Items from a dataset
::::
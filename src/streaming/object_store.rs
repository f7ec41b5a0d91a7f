//! Object Store Abstraction
//!
//! Provides a trait-based abstraction for the two storage operations the
//! target needs: writing one object into a bucket and probing that a bucket
//! is reachable.
//!
//! Implementations:
//! - `InMemoryObjectStore`: For unit tests and DST
//! - `LocalFsObjectStore`: For development and local testing
//! - `S3ObjectStore`: For production (feature-gated)

use parking_lot::RwLock;
use std::collections::{BTreeMap, HashMap};
use std::future::Future;
use std::io::{Error as IoError, ErrorKind, Result as IoResult};
use std::path::{Component, Path, PathBuf};
use std::pin::Pin;
use std::sync::Arc;

/// Error type for object store operations
#[derive(Debug)]
pub enum ObjectStoreError {
    /// Bucket or object not found
    NotFound(String),
    /// I/O error
    Io(IoError),
    /// Permission denied
    PermissionDenied(String),
}

impl std::fmt::Display for ObjectStoreError {
    fn fmt(&self, f: &mut std::fmt::Formatter<'_>) -> std::fmt::Result {
        match self {
            ObjectStoreError::NotFound(what) => write!(f, "Not found: {}", what),
            ObjectStoreError::Io(e) => write!(f, "I/O error: {}", e),
            ObjectStoreError::PermissionDenied(msg) => write!(f, "Permission denied: {}", msg),
        }
    }
}

impl std::error::Error for ObjectStoreError {}

impl From<IoError> for ObjectStoreError {
    fn from(e: IoError) -> Self {
        match e.kind() {
            ErrorKind::NotFound => ObjectStoreError::NotFound(e.to_string()),
            ErrorKind::PermissionDenied => ObjectStoreError::PermissionDenied(e.to_string()),
            _ => ObjectStoreError::Io(e),
        }
    }
}

/// Object store abstraction trait
///
/// Any backend satisfying these two calls can sit behind the buffer manager.
/// Failures are returned as `IoError`; callers decide whether they are fatal.
pub trait ObjectStore: Send + Sync + 'static {
    /// Put an object (create or overwrite) into `bucket` under `key`
    fn put<'a>(
        &'a self,
        bucket: &'a str,
        key: &'a str,
        body: &'a [u8],
    ) -> Pin<Box<dyn Future<Output = IoResult<()>> + Send + 'a>>;

    /// Check that a bucket exists and is reachable
    fn bucket_exists<'a>(
        &'a self,
        bucket: &'a str,
    ) -> Pin<Box<dyn Future<Output = IoResult<bool>> + Send + 'a>>;
}

impl<T: ObjectStore + ?Sized> ObjectStore for Arc<T> {
    fn put<'a>(
        &'a self,
        bucket: &'a str,
        key: &'a str,
        body: &'a [u8],
    ) -> Pin<Box<dyn Future<Output = IoResult<()>> + Send + 'a>> {
        (**self).put(bucket, key, body)
    }

    fn bucket_exists<'a>(
        &'a self,
        bucket: &'a str,
    ) -> Pin<Box<dyn Future<Output = IoResult<bool>> + Send + 'a>> {
        (**self).bucket_exists(bucket)
    }
}

// ============================================================================
// InMemoryObjectStore - For tests and DST
// ============================================================================

type Bucket = BTreeMap<String, Vec<u8>>;

/// In-memory object store for unit tests and deterministic simulation
///
/// Buckets must be registered with `create_bucket` before objects can be
/// written to them, mirroring a real bucket that has to exist up front.
#[derive(Debug, Default, Clone)]
pub struct InMemoryObjectStore {
    buckets: Arc<RwLock<HashMap<String, Bucket>>>,
}

impl InMemoryObjectStore {
    /// Create a new in-memory object store with no buckets
    pub fn new() -> Self {
        Self::default()
    }

    /// Create a store with one empty bucket already registered
    pub fn with_bucket(bucket: &str) -> Self {
        let store = Self::new();
        store.create_bucket(bucket);
        store
    }

    /// Register an empty bucket (no-op if it already exists)
    pub fn create_bucket(&self, bucket: &str) {
        self.buckets.write().entry(bucket.to_string()).or_default();
    }

    /// Get an object's contents (for testing)
    pub fn get(&self, bucket: &str, key: &str) -> Option<Vec<u8>> {
        self.buckets.read().get(bucket)?.get(key).cloned()
    }

    /// All keys in a bucket, sorted (for testing)
    pub fn keys(&self, bucket: &str) -> Vec<String> {
        self.buckets
            .read()
            .get(bucket)
            .map(|objects| objects.keys().cloned().collect())
            .unwrap_or_default()
    }

    /// Total number of stored objects across all buckets (for testing)
    pub fn len(&self) -> usize {
        self.buckets.read().values().map(|b| b.len()).sum()
    }

    /// Check if no objects are stored (for testing)
    pub fn is_empty(&self) -> bool {
        self.len() == 0
    }
}

impl ObjectStore for InMemoryObjectStore {
    fn put<'a>(
        &'a self,
        bucket: &'a str,
        key: &'a str,
        body: &'a [u8],
    ) -> Pin<Box<dyn Future<Output = IoResult<()>> + Send + 'a>> {
        Box::pin(async move {
            let mut buckets = self.buckets.write();
            let objects = buckets.get_mut(bucket).ok_or_else(|| {
                IoError::new(ErrorKind::NotFound, format!("Bucket not found: {}", bucket))
            })?;
            objects.insert(key.to_string(), body.to_vec());
            Ok(())
        })
    }

    fn bucket_exists<'a>(
        &'a self,
        bucket: &'a str,
    ) -> Pin<Box<dyn Future<Output = IoResult<bool>> + Send + 'a>> {
        Box::pin(async move { Ok(self.buckets.read().contains_key(bucket)) })
    }
}

// ============================================================================
// LocalFsObjectStore - For development
// ============================================================================

/// Local filesystem object store for development and testing
///
/// Each bucket is a directory directly under `base_path`; object keys map
/// to relative paths inside it.
#[derive(Debug, Clone)]
pub struct LocalFsObjectStore {
    base_path: PathBuf,
}

impl LocalFsObjectStore {
    /// Create a new local filesystem object store
    pub fn new(base_path: PathBuf) -> Self {
        LocalFsObjectStore { base_path }
    }

    fn bucket_path(&self, bucket: &str) -> PathBuf {
        self.base_path.join(bucket)
    }

    /// Get the base path (for testing)
    pub fn base_path(&self) -> &Path {
        &self.base_path
    }

    /// Resolve `key` inside the bucket directory.
    ///
    /// Keys carry input-supplied stream names, so every component must be a
    /// plain name: no root, no `.`/`..`, no empty key.
    fn object_path(bucket_path: &Path, key: &str) -> IoResult<PathBuf> {
        let relative = Path::new(key);
        let mut components = relative.components().peekable();
        let plain = components.peek().is_some()
            && components.all(|c| matches!(c, Component::Normal(_)));
        if !plain || key.starts_with('/') || key.ends_with('/') {
            return Err(IoError::new(
                ErrorKind::InvalidInput,
                format!("Object key is not a relative path: {:?}", key),
            ));
        }
        Ok(bucket_path.join(relative))
    }
}

impl ObjectStore for LocalFsObjectStore {
    fn put<'a>(
        &'a self,
        bucket: &'a str,
        key: &'a str,
        body: &'a [u8],
    ) -> Pin<Box<dyn Future<Output = IoResult<()>> + Send + 'a>> {
        Box::pin(async move {
            let bucket_path = self.bucket_path(bucket);
            if !tokio::fs::try_exists(&bucket_path).await? {
                return Err(IoError::new(
                    ErrorKind::NotFound,
                    format!("Bucket not found: {}", bucket_path.display()),
                ));
            }
            let path = Self::object_path(&bucket_path, key)?;
            if let Some(parent) = path.parent() {
                tokio::fs::create_dir_all(parent).await?;
            }
            tokio::fs::write(&path, body).await
        })
    }

    fn bucket_exists<'a>(
        &'a self,
        bucket: &'a str,
    ) -> Pin<Box<dyn Future<Output = IoResult<bool>> + Send + 'a>> {
        Box::pin(async move {
            match tokio::fs::metadata(self.bucket_path(bucket)).await {
                Ok(meta) => Ok(meta.is_dir()),
                Err(e) if e.kind() == ErrorKind::NotFound => Ok(false),
                Err(e) => Err(e),
            }
        })
    }
}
::::
■ **What to produce**: Your response must consist of every line above, reproduced exactly.

■ **Completed exercise**:
filename src/streaming/object_store.rs
repository f7ec41b5a0d91a7f
//! Object Store Abstraction
//!
//! Provides a trait-based abstraction for the two storage operations the
//! target needs: writing one object into a bucket and probing that a bucket
//! is reachable.
//!
//! Implementations:
//! - `InMemoryObjectStore`: For unit tests and DST
//! - `LocalFsObjectStore`: For development and local testing
//! - `S3ObjectStore`: For production (feature-gated)

use parking_lot::RwLock;
use std::collections::{BTreeMap, HashMap};
use std::future::Future;
use std::io::{Error as IoError, ErrorKind, Result as IoResult};
use std::path::{Component, Path, PathBuf};
use std::pin::Pin;
use std::sync::Arc;

/// Error type for object store operations
#[derive(Debug)]
pub enum ObjectStoreError {
    /// Bucket or object not found
    NotFound(String),
    /// I/O error
    Io(IoError),
    /// Permission denied
    PermissionDenied(String),
}

impl std::fmt::Display for ObjectStoreError {
    fn fmt(&self, f: &mut std::fmt::Formatter<'_>) -> std::fmt::Result {
        match self {
            ObjectStoreError::NotFound(what) => write!(f, "Not found: {}", what),
            ObjectStoreError::Io(e) => write!(f, "I/O error: {}", e),
            ObjectStoreError::PermissionDenied(msg) => write!(f, "Permission denied: {}", msg),
        }
    }
}

impl std::error::Error for ObjectStoreError {}

impl From<IoError> for ObjectStoreError {
    fn from(e: IoError) -> Self {
        match e.kind() {
            ErrorKind::NotFound => ObjectStoreError::NotFound(e.to_string()),
            ErrorKind::PermissionDenied => ObjectStoreError::PermissionDenied(e.to_string()),
            _ => ObjectStoreError::Io(e),
        }
    }
}

/// Object store abstraction trait
///
/// Any backend satisfying these two calls can sit behind the buffer manager.
/// Failures are returned as `IoError`; callers decide whether they are fatal.
pub trait ObjectStore: Send + Sync + 'static {
    /// Put an object (create or overwrite) into `bucket` under `key`
    fn put<'a>(
        &'a self,
        bucket: &'a str,
        key: &'a str,
        body: &'a [u8],
    ) -> Pin<Box<dyn Future<Output = IoResult<()>> + Send + 'a>>;

    /// Check that a bucket exists and is reachable
    fn bucket_exists<'a>(
        &'a self,
        bucket: &'a str,
    ) -> Pin<Box<dyn Future<Output = IoResult<bool>> + Send + 'a>>;
}

impl<T: ObjectStore + ?Sized> ObjectStore for Arc<T> {
    fn put<'a>(
        &'a self,
        bucket: &'a str,
        key: &'a str,
        body: &'a [u8],
    ) -> Pin<Box<dyn Future<Output = IoResult<()>> + Send + 'a>> {
        (**self).put(bucket, key, body)
    }

    fn bucket_exists<'a>(
        &'a self,
        bucket: &'a str,
    ) -> Pin<Box<dyn Future<Output = IoResult<bool>> + Send + 'a>> {
        (**self).bucket_exists(bucket)
    }
}

// ============================================================================
// InMemoryObjectStore - For tests and DST
// ============================================================================

type Bucket = BTreeMap<String, Vec<u8>>;

/// In-memory object store for unit tests and deterministic simulation
///
/// Buckets must be registered with `create_bucket` before objects can be
/// written to them, mirroring a real bucket that has to exist up front.
#[derive(Debug, Default, Clone)]
pub struct InMemoryObjectStore {
    buckets: Arc<RwLock<HashMap<String, Bucket>>>,
}

impl InMemoryObjectStore {
    /// Create a new in-memory object store with no buckets
    pub fn new() -> Self {
        Self::default()
    }

    /// Create a store with one empty bucket already registered
    pub fn with_bucket(bucket: &str) -> Self {
        let store = Self::new();
        store.create_bucket(bucket);
        store
    }

    /// Register an empty bucket (no-op if it already exists)
    pub fn create_bucket(&self, bucket: &str) {
        self.buckets.write().entry(bucket.to_string()).or_default();
    }

    /// Get an object's contents (for testing)
    pub fn get(&self, bucket: &str, key: &str) -> Option<Vec<u8>> {
        self.buckets.read().get(bucket)?.get(key).cloned()
    }

    /// All keys in a bucket, sorted (for testing)
    pub fn keys(&self, bucket: &str) -> Vec<String> {
        self.buckets
            .read()
            .get(bucket)
            .map(|objects| objects.keys().cloned().collect())
            .unwrap_or_default()
    }

    /// Total number of stored objects across all buckets (for testing)
    pub fn len(&self) -> usize {
        self.buckets.read().values().map(|b| b.len()).sum()
    }

    /// Check if no objects are stored (for testing)
    pub fn is_empty(&self) -> bool {
        self.len() == 0
    }
}

impl ObjectStore for InMemoryObjectStore {
    fn put<'a>(
        &'a self,
        bucket: &'a str,
        key: &'a str,
        body: &'a [u8],
    ) -> Pin<Box<dyn Future<Output = IoResult<()>> + Send + 'a>> {
        Box::pin(async move {
            let mut buckets = self.buckets.write();
            let objects = buckets.get_mut(bucket).ok_or_else(|| {
                IoError::new(ErrorKind::NotFound, format!("Bucket not found: {}", bucket))
            })?;
            objects.insert(key.to_string(), body.to_vec());
            Ok(())
        })
    }

    fn bucket_exists<'a>(
        &'a self,
        bucket: &'a str,
    ) -> Pin<Box<dyn Future<Output = IoResult<bool>> + Send + 'a>> {
        Box::pin(async move { Ok(self.buckets.read().contains_key(bucket)) })
    }
}

// ============================================================================
// LocalFsObjectStore - For development
// ============================================================================

/// Local filesystem object store for development and testing
///
/// Each bucket is a directory directly under `base_path`; object keys map
/// to relative paths inside it.
#[derive(Debug, Clone)]
pub struct LocalFsObjectStore {
    base_path: PathBuf,
}

impl LocalFsObjectStore {
    /// Create a new local filesystem object store
    pub fn new(base_path: PathBuf) -> Self {
        LocalFsObjectStore { base_path }
    }

    fn bucket_path(&self, bucket: &str) -> PathBuf {
        self.base_path.join(bucket)
    }

    /// Get the base path (for testing)
    pub fn base_path(&self) -> &Path {
        &self.base_path
    }

    /// Resolve `key` inside the bucket directory.
    ///
    /// Keys carry input-supplied stream names, so every component must be a
    /// plain name: no root, no `.`/`..`, no empty key.
    fn object_path(bucket_path: &Path, key: &str) -> IoResult<PathBuf> {
        let relative = Path::new(key);
        let mut components = relative.components().peekable();
        let plain = components.peek().is_some()
            && components.all(|c| matches!(c, Component::Normal(_)));
        if !plain || key.starts_with('/') || key.ends_with('/') {
            return Err(IoError::new(
                ErrorKind::InvalidInput,
                format!("Object key is not a relative path: {:?}", key),
            ));
        }
        Ok(bucket_path.join(relative))
    }
}

impl ObjectStore for LocalFsObjectStore {
    fn put<'a>(
        &'a self,
        bucket: &'a str,
        key: &'a str,
        body: &'a [u8],
    ) -> Pin<Box<dyn Future<Output = IoResult<()>> + Send + 'a>> {
        Box::pin(async move {
            let bucket_path = self.bucket_path(bucket);
            if !tokio::fs::try_exists(&bucket_path).await? {
                return Err(IoError::new(
                    ErrorKind::NotFound,
                    format!("Bucket not found: {}", bucket_path.display()),
                ));
            }
            let path = Self::object_path(&bucket_path, key)?;
            if let Some(parent) = path.parent() {
                tokio::fs::create_dir_all(parent).await?;
            }
            tokio::fs::write(&path, body).await
        })
    }

    fn bucket_exists<'a>(
        &'a self,
        bucket: &'a str,
    ) -> Pin<Box<dyn Future<Output = IoResult<bool>> + Send + 'a>> {
        Box::pin(async move {
            match tokio::fs::metadata(self.bucket_path(bucket)).await {
                Ok(meta) => Ok(meta.is_dir()),
                Err(e) if e.kind() == ErrorKind::NotFound => Ok(false),
                Err(e) => Err(e),
            }
        })
    }
}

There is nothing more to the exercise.